Go through the listing and state how many lines hold the string "listening". Nothing else is needed.

━━━━━━━━━━━━━━━━━━━━

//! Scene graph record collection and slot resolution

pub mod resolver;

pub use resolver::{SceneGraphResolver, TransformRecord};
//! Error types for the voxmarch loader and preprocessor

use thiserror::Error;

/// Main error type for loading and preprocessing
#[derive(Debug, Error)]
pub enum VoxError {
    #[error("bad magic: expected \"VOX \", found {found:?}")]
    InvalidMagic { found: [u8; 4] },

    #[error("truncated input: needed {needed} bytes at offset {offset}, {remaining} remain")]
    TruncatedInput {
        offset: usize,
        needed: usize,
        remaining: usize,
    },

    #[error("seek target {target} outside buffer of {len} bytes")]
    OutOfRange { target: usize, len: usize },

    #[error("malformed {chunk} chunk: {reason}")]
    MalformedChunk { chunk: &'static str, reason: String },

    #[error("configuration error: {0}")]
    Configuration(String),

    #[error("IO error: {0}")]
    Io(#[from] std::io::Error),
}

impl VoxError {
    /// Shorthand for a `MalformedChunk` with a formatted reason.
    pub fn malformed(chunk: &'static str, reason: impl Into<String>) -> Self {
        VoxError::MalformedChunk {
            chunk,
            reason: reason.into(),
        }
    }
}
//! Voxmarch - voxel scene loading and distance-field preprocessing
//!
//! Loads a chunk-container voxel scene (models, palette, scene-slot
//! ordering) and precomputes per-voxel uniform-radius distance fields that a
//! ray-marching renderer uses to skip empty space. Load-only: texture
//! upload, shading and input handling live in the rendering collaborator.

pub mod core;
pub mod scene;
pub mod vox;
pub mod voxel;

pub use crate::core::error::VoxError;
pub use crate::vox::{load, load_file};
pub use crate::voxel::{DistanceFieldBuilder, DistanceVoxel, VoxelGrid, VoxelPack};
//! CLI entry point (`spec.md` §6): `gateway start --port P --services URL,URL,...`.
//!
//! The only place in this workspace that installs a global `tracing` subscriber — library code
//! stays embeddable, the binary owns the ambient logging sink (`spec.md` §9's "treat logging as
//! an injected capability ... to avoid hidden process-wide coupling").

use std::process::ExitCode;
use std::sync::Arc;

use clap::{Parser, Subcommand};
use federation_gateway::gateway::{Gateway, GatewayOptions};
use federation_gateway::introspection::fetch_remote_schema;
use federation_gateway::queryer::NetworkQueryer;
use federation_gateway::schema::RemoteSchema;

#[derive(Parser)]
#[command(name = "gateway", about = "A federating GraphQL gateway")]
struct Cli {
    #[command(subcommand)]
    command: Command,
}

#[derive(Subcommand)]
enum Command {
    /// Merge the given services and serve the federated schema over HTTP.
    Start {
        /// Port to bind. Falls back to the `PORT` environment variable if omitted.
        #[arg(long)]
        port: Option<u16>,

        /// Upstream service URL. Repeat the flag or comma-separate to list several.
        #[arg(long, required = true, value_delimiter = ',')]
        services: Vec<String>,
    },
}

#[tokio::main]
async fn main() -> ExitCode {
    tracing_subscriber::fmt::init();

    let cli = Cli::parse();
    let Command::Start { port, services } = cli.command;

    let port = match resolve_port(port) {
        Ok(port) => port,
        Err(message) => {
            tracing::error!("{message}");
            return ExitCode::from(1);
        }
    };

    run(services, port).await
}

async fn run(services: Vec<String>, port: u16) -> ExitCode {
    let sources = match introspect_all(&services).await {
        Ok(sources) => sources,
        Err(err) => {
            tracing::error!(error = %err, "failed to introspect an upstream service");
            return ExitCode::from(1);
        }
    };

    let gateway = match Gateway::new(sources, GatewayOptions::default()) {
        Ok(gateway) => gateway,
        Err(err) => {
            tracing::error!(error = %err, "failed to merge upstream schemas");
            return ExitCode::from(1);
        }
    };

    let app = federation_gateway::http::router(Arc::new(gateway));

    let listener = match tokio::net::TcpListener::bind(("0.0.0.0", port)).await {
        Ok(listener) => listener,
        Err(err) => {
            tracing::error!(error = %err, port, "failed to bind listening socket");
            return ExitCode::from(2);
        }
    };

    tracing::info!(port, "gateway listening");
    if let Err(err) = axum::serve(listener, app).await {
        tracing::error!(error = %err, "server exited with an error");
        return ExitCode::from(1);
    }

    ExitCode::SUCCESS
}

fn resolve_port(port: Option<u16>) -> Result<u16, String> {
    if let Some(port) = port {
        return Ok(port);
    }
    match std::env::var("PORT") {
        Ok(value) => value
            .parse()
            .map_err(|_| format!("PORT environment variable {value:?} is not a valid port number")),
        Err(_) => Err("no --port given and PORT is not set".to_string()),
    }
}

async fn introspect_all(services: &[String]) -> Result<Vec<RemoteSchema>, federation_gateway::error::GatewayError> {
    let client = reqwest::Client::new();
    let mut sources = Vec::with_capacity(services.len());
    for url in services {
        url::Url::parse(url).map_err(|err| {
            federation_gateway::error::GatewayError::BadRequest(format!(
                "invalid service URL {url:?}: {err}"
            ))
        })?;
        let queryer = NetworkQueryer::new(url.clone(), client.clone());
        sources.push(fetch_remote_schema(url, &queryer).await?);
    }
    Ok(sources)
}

━━━━━━━━━━━━━━━━━━━━

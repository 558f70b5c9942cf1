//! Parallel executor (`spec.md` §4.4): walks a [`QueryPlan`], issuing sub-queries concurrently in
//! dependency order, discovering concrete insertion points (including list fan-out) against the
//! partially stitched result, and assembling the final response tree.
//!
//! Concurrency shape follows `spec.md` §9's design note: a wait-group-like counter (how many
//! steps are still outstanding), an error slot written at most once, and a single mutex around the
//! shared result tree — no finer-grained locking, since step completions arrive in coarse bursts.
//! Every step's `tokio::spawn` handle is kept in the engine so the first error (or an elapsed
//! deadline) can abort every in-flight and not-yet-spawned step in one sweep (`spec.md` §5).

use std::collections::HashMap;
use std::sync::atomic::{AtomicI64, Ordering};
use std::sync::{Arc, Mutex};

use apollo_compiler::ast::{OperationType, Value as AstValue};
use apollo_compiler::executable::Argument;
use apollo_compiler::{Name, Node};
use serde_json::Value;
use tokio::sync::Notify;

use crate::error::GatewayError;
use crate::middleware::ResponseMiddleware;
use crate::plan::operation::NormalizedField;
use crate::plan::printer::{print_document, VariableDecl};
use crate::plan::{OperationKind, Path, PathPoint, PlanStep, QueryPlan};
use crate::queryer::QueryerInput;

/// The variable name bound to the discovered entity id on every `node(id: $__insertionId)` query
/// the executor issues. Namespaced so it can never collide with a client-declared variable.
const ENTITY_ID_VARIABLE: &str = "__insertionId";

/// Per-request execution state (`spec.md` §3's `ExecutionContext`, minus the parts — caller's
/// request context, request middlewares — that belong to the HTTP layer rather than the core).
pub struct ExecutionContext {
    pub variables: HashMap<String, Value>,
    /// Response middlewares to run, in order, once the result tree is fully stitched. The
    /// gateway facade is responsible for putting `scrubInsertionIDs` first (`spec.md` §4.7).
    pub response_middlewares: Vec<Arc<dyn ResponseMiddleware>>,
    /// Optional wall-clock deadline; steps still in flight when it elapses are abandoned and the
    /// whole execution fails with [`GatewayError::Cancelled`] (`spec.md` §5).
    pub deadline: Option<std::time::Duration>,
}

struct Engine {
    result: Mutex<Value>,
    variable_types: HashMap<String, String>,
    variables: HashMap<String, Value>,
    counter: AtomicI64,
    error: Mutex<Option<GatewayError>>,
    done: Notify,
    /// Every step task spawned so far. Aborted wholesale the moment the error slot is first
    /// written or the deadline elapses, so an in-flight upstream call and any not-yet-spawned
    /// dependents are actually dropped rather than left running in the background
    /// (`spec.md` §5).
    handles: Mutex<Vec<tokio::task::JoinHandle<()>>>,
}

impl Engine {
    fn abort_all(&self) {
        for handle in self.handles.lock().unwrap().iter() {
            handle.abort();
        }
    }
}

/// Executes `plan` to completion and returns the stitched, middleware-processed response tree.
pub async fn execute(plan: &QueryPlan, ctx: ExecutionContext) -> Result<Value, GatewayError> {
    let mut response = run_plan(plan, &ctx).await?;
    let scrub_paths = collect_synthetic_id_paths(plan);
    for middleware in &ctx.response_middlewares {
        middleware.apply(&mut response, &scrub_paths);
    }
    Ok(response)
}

━━━━━━━━━━━━━━━━━━━━

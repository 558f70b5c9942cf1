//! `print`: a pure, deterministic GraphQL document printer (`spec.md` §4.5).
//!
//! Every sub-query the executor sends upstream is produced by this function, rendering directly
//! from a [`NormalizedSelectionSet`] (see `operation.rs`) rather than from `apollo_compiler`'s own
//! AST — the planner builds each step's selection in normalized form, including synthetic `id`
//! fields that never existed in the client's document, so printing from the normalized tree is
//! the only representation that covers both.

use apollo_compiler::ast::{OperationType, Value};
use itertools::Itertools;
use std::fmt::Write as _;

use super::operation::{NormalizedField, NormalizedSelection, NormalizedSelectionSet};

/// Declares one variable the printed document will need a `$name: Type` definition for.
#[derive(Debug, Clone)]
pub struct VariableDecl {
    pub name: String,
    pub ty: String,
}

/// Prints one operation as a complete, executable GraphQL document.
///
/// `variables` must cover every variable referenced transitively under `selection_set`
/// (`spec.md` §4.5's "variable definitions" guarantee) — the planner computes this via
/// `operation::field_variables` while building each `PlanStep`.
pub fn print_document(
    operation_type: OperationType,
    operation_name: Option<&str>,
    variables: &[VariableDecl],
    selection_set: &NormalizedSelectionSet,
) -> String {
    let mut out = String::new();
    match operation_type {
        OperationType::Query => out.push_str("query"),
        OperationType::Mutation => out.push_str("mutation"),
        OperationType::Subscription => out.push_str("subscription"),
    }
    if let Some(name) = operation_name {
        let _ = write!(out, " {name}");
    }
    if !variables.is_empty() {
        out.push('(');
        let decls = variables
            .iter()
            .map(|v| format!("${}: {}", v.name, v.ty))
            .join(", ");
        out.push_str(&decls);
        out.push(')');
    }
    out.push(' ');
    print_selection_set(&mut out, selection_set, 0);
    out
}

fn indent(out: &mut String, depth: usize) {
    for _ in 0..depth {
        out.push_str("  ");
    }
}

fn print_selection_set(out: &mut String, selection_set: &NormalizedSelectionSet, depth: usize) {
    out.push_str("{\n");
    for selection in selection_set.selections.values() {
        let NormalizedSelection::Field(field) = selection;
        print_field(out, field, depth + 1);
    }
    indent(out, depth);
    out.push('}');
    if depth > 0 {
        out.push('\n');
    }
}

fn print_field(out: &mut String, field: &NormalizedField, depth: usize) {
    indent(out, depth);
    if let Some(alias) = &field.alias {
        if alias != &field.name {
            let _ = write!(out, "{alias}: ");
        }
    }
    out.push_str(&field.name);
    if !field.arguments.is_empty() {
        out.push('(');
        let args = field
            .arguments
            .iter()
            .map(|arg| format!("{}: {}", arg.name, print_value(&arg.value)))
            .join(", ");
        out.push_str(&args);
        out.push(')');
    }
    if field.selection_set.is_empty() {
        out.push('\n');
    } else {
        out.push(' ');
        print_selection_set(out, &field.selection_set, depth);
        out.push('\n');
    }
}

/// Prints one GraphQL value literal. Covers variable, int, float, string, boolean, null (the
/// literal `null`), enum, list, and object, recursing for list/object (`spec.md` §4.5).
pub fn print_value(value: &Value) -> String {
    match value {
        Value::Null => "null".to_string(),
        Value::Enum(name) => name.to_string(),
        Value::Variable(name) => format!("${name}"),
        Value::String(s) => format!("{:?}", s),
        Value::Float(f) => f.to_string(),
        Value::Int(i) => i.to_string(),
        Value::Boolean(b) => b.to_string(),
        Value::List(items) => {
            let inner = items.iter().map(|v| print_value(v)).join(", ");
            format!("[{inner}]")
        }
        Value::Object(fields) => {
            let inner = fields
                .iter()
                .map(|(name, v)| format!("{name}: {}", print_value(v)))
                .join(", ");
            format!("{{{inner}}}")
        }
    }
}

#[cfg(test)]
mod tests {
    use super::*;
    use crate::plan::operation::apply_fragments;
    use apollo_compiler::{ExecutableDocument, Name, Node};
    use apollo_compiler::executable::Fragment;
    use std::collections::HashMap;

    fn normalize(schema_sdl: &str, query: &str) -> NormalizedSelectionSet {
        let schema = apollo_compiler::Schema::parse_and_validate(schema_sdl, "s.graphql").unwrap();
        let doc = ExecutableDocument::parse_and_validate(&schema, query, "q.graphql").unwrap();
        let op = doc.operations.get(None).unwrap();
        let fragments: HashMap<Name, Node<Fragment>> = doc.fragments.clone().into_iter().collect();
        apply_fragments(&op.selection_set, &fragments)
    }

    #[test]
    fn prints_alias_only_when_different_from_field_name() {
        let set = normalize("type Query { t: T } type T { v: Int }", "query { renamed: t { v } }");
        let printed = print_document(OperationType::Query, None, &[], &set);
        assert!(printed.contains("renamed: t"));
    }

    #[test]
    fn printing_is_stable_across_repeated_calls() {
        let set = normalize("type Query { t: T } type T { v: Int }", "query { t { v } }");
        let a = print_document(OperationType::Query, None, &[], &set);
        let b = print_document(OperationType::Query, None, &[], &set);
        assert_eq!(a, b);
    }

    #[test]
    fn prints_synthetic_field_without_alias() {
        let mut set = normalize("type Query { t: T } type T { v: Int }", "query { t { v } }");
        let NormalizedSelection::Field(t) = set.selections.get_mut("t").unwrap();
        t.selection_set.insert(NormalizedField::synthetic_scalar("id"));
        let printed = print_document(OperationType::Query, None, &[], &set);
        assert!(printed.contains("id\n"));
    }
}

━━━━━━━━━━━━━━━━━━━━

**Task response:** 2